Renee Seward : Bitmap




posted by Tony Brock on January 31, 2006 | comments: 4 | post a comment

Hi all
Tony suggested that I give a brief intro to my typeface. It is a phonical face that is made up of the most frequent spelling of the 44 common sounds of the English language. I am trying to give visual hints on how to say the sound, which letter to emphasize when speaking the sound. As well as look at visual representing phonic blends and cluster. The typeface trys to make one aware of the phonical structure which the English language is built within.



Posted by Renee on February 1, 2006 02:13 PM

renee, i think your idea is really interesting. it looks like maybe you're using the boldness to show emphasis -- like the dictionary accent marks, but built directly into the letterforms. or maybe scale is for accents. or maybe scale is to show one thing, and bold is to show another? i'm getting something there, so that's a good start. i really need some context to see how this is supposed to work.

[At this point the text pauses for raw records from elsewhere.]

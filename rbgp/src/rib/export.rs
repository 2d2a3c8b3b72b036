//
// Copyright (c) The Holo Core Contributors
//
// SPDX-License-Identifier: MIT
//

use std::collections::{BTreeMap, BTreeSet, VecDeque};
use std::net::Ipv4Addr;

use crate::af::{AddressFamily, Nlri};
use crate::config::{PeerRole, SimpleRoutingPolicy};
use crate::packet::attribute::{Attrs, ClusterList};
use crate::packet::consts::{AttrFlags, WellKnownCommunities};
use crate::rib::table::PeerInfo;
use crate::rib::{BestPath, DFLT_LOCAL_PREF};

// Local identity used when rewriting attributes for transmission.
#[derive(Clone, Copy, Debug)]
pub struct ExportCxt {
    pub asn: u32,
    pub identifier: Ipv4Addr,
    pub cluster_id: Ipv4Addr,
}

// Pending changes toward one peer, grouped by attribute set so that every
// group fits in as few UPDATE messages as possible.
#[derive(Debug)]
pub struct UpdateQueue<A: AddressFamily> {
    pub reach: BTreeMap<Attrs, BTreeSet<Nlri<A::Prefix>>>,
    pub unreach: BTreeSet<Nlri<A::Prefix>>,
}

// ===== impl UpdateQueue =====

impl<A> UpdateQueue<A>
where
    A: AddressFamily,
{
    // Queues an advertisement, superseding any earlier change queued for
    // the same NLRI.
    pub fn reach(&mut self, nlri: Nlri<A::Prefix>, attrs: Attrs) {
        self.unreach.remove(&nlri);
        self.forget_reach(&nlri);
        self.reach.entry(attrs).or_default().insert(nlri);
    }

    // Queues a withdrawal, superseding any earlier change queued for the
    // same NLRI.
    pub fn unreach(&mut self, nlri: Nlri<A::Prefix>) {
        self.forget_reach(&nlri);
        self.unreach.insert(nlri);
    }

    pub fn is_empty(&self) -> bool {
        self.reach.is_empty() && self.unreach.is_empty()
    }

    fn forget_reach(&mut self, nlri: &Nlri<A::Prefix>) {
        self.reach.retain(|_, nlris| {
            nlris.remove(nlri);
            !nlris.is_empty()
        });
    }
}

impl<A> Default for UpdateQueue<A>
where
    A: AddressFamily,
{
    fn default() -> UpdateQueue<A> {
        UpdateQueue {
            reach: Default::default(),
            unreach: Default::default(),
        }
    }
}

// ===== global functions =====

// Computes the attributes a selected path is advertised with toward the
// given peer. Returns `None` when the path must not be sent to that peer.
pub(crate) fn export_attrs<A>(
    path: &BestPath,
    peer: &PeerInfo,
    cxt: &ExportCxt,
) -> Option<Attrs>
where
    A: AddressFamily,
{
    if peer.policy == SimpleRoutingPolicy::AnnounceNone {
        return None;
    }

    // Never send a path back to where it came from.
    if path.origin.remote_addr == peer.addr {
        return None;
    }

    // Well-known communities.
    let attrs = &path.attrs.value;
    if attrs.has_community(WellKnownCommunities::NoAdvertise) {
        return None;
    }
    if peer.role == PeerRole::Ebgp
        && (attrs.has_community(WellKnownCommunities::NoExport)
            || attrs.has_community(WellKnownCommunities::NoExportSubconfed))
    {
        return None;
    }

    let mut attrs = match peer.role {
        PeerRole::Ebgp => to_external(attrs, peer, cxt)?,
        PeerRole::Ibgp | PeerRole::RrClient => match path.role {
            PeerRole::Ebgp => to_internal(attrs),
            // Split horizon: only routes from clients are reflected to
            // non-client peers.
            PeerRole::Ibgp if peer.role == PeerRole::Ibgp => return None,
            PeerRole::Ibgp | PeerRole::RrClient => {
                reflected_attrs(attrs, cxt)?
            }
        },
    };

    // Optional non-transitive attributes are never propagated. Transitive
    // ones pass through marked as partial.
    attrs.unknown.retain(|attr| attr.flags.contains(AttrFlags::TRANSITIVE));
    for attr in attrs.unknown.iter_mut() {
        attr.flags.insert(AttrFlags::PARTIAL);
    }

    A::nexthop_tx_change(peer.local_addr, peer.peer_type(), &mut attrs.base);
    Some(attrs)
}

// Attribute transform toward an eBGP peer.
fn to_external(
    attrs: &Attrs,
    peer: &PeerInfo,
    cxt: &ExportCxt,
) -> Option<Attrs> {
    // The peer would discard the path as an AS loop.
    if attrs.base.as_path.contains(peer.peer_as) {
        return None;
    }

    let mut attrs = attrs.clone();
    attrs.base.as_path.prepend(cxt.asn);
    attrs.base.originator_id = None;
    attrs.base.cluster_list = None;
    attrs.base.local_pref = None;
    attrs.base.med = None;
    Some(attrs)
}

// Attribute transform for an eBGP-learned path sent to an iBGP peer.
fn to_internal(attrs: &Attrs) -> Attrs {
    let mut attrs = attrs.clone();
    attrs.base.originator_id = None;
    attrs.base.cluster_list = None;
    attrs.base.local_pref =
        Some(attrs.base.local_pref.unwrap_or(DFLT_LOCAL_PREF));
    attrs
}

// Attribute transform for an iBGP-learned path being reflected.
fn reflected_attrs(attrs: &Attrs, cxt: &ExportCxt) -> Option<Attrs> {
    // Reflection loop.
    if attrs
        .base
        .cluster_list
        .as_ref()
        .is_some_and(|list| list.contains(cxt.cluster_id))
    {
        return None;
    }

    // First reflection stamps the local router id.
    let mut attrs = attrs.clone();
    attrs.base.originator_id.get_or_insert(cxt.identifier);
    attrs
        .base
        .cluster_list
        .get_or_insert_with(|| ClusterList(VecDeque::new()))
        .prepend(cxt.cluster_id);
    attrs.base.local_pref =
        Some(attrs.base.local_pref.unwrap_or(DFLT_LOCAL_PREF));
    Some(attrs)
}

// ===== unit tests =====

perhaps people can 'learn your (visual) language' by seeing how familiar words are treated, then deducing how other words are handled based on what they know. for example, if they know how to read and pronounce 'renee' and they see the last three letters are bold, or larger, they take that info to 'spaghetti' and learn where the emphasis should be when sounding that word out. but you've probably already considered that aspect of things.

good idea -- keep forging ahead.



Posted by tyler on February 2, 2006 05:06 AM

I wonder even how far you can go with actual words together creating new words. Certain phrases are spoken more quickly and the words sometimes come together and sound like one big confusing word. make sense? haha. so how would you show someone sounding excited and saying "WE HAVE A NEW PUPPY!" compared to " "We have a new puppy," she said with a sigh " with just type. (just an example)



Posted by Islam Elsedoudi on February 5, 2006 05:15 PM

I took a linguistics class last semester, which was super interesting, and am therefore super interested in your attempt here. Like tyler said I would really like to see is it implimented in words. what a good experimental way to see if the emphasises works. write a word, write a phrase, sentance, novel. how does it change? Maybe this face could also have a color aspect to it where, different regional dialects can be specified and that could further maybe help in the reading of the language by context.